Drug repurposing has potential to improve outcomes for high-grade serous ovarian cancer (HGSOC). Repurposing drugs with PARP family binding activity may produce cytotoxic effects through the multiple mechanisms of PARP including DNA repair, cell-cycle regulation, and apoptosis. The aim of this study was to determine existing drugs that have PARP family binding activity and can be repurposed for treatment of HGSOC. In silico ligand-based virtual screening (BLAZE) was used to identify drugs with potential PARP-binding activity. The list was refined by dosing, known cytotoxicity, lipophilicity, teratogenicity, and side effects. The highest ranked drug, efavirenz, progressed to in vitro testing. Molecularly characterized HGSOC cell lines, 3D hydrogel-encapsulated models, and patient-derived organoid models were used to determine the IC50 for efavirenz, cell death, apoptosis, PARP1 enzyme expression, and activity in intact cancer cells following efavirenz treatment.
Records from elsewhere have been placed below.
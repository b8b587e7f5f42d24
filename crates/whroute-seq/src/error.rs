use std::fmt;

/// Invalid optimizer setup.
#[derive(Debug, Clone, Copy, PartialEq)]
pub enum SeqError {
    /// A genetic algorithm needs at least one individual.
    EmptyPopulation,
    /// Probabilities and fractions must lie in `[0, 1]`.
    InvalidProbability { name: &'static str, value: f32 },
}

impl fmt::Display for SeqError {
    fn fmt(&self, f: &mut fmt::Formatter<'_>) -> fmt::Result {
        match self {
            Self::EmptyPopulation => write!(f, "population is empty"),
            Self::InvalidProbability { name, value } => {
                write!(f, "{name} must be within [0, 1], got {value}")
            }
        }
    }
}

impl std::error::Error for SeqError {}
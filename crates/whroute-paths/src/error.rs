use std::fmt;

use whroute_core::Point;

/// Precondition failures reported before a search starts.
///
/// An unreachable goal is not an error: searches report it as `Ok(None)`.
#[derive(Debug, Clone, Copy, PartialEq, Eq)]
pub enum SearchError {
    /// The endpoint lies outside the searched range.
    OutOfBounds(Point),
    /// The endpoint is inside the range but not passable.
    Blocked(Point),
}

impl fmt::Display for SearchError {
    fn fmt(&self, f: &mut fmt::Formatter<'_>) -> fmt::Result {
        match self {
            Self::OutOfBounds(p) => write!(f, "search endpoint {p} is out of bounds"),
            Self::Blocked(p) => write!(f, "search endpoint {p} is not passable"),
        }
    }
}

impl std::error::Error for SearchError {}
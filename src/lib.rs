pub mod app;
pub mod config;
pub mod domain;
pub mod http;
pub mod infra;

use crate::app::engagement::SocialStrategy;
use crate::infra::{cache::RedisCache, db::Db};

#[derive(Clone)]
pub struct AppState {
    pub db: Db,
    pub cache: RedisCache,
    pub social_strategy: SocialStrategy,
    pub paseto_access_key: [u8; 32],
    pub paseto_refresh_key: [u8; 32],
    pub access_ttl_minutes: u64,
    pub refresh_ttl_days: u64,
}
use anyhow::Result;
use uuid::Uuid;

use crate::app::auth::profile_from_row;
use crate::domain::profile::Profile;
use crate::infra::db::Db;

#[derive(Clone)]
pub struct ProfileService {
    db: Db,
}

impl ProfileService {
    pub fn new(db: Db) -> Self {
        Self { db }
    }

    pub async fn get_profile(&self, user_id: Uuid) -> Result<Option<Profile>> {
        let row = sqlx::query(
            "SELECT id, username, email, full_name, bio, created_at, updated_at \
             FROM users WHERE id = $1",
        )
        .bind(user_id)
        .fetch_optional(self.db.pool())
        .await?;

        Ok(row.map(|row| profile_from_row(&row)))
    }

    /// Owner-only update. `username`/`full_name` of `None` leave the column
    /// untouched; a `bio` of `Some("")` clears it to NULL.
    pub async fn update_profile(
        &self,
        user_id: Uuid,
        username: Option<String>,
        full_name: Option<String>,
        bio: Option<String>,
    ) -> Result<Option<Profile>> {
        let row = sqlx::query(
            "UPDATE users SET \
                username = COALESCE($2, username), \
                full_name = COALESCE($3, full_name), \
                bio = CASE WHEN $4::text IS NULL THEN bio ELSE NULLIF(btrim($4), '') END, \
                updated_at = now() \
             WHERE id = $1 \
             RETURNING id, username, email, full_name, bio, created_at, updated_at",
        )
        .bind(user_id)
        .bind(username)
        .bind(full_name)
        .bind(bio)
        .fetch_optional(self.db.pool())
        .await?;

        Ok(row.map(|row| profile_from_row(&row)))
    }
}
The IC50 for efavirenz was 26.43–45.85 μM for cells in two dimensions; 27.81 μM–54.98 μM in three dimensions, and 14.52 μM–42.27 μM in HGSOC patient-derived organoids. Efavirenz decreased cell viability via inhibition of PARP; increased CHK2 and phosphor-RB; increased cell-cycle arrest via decreased CDK2; increased γH2AX, DNA damage, and apoptosis. The results of this study suggest that efavirenz may be a viable treatment for HGSOC. [Display omitted] Proposed mechanism of action for efavirenz in HGS ovarian cancer. Preclinical data showed efavirenz decreased cell viability via inhibition of activity and expression of PARP1 and PARP2, respectively; increased CHK2 and phosphor-RB expression; increased cell-cycle arrest via decreased CDK2; increased γH2AX and DNA damage; and increased apoptosis.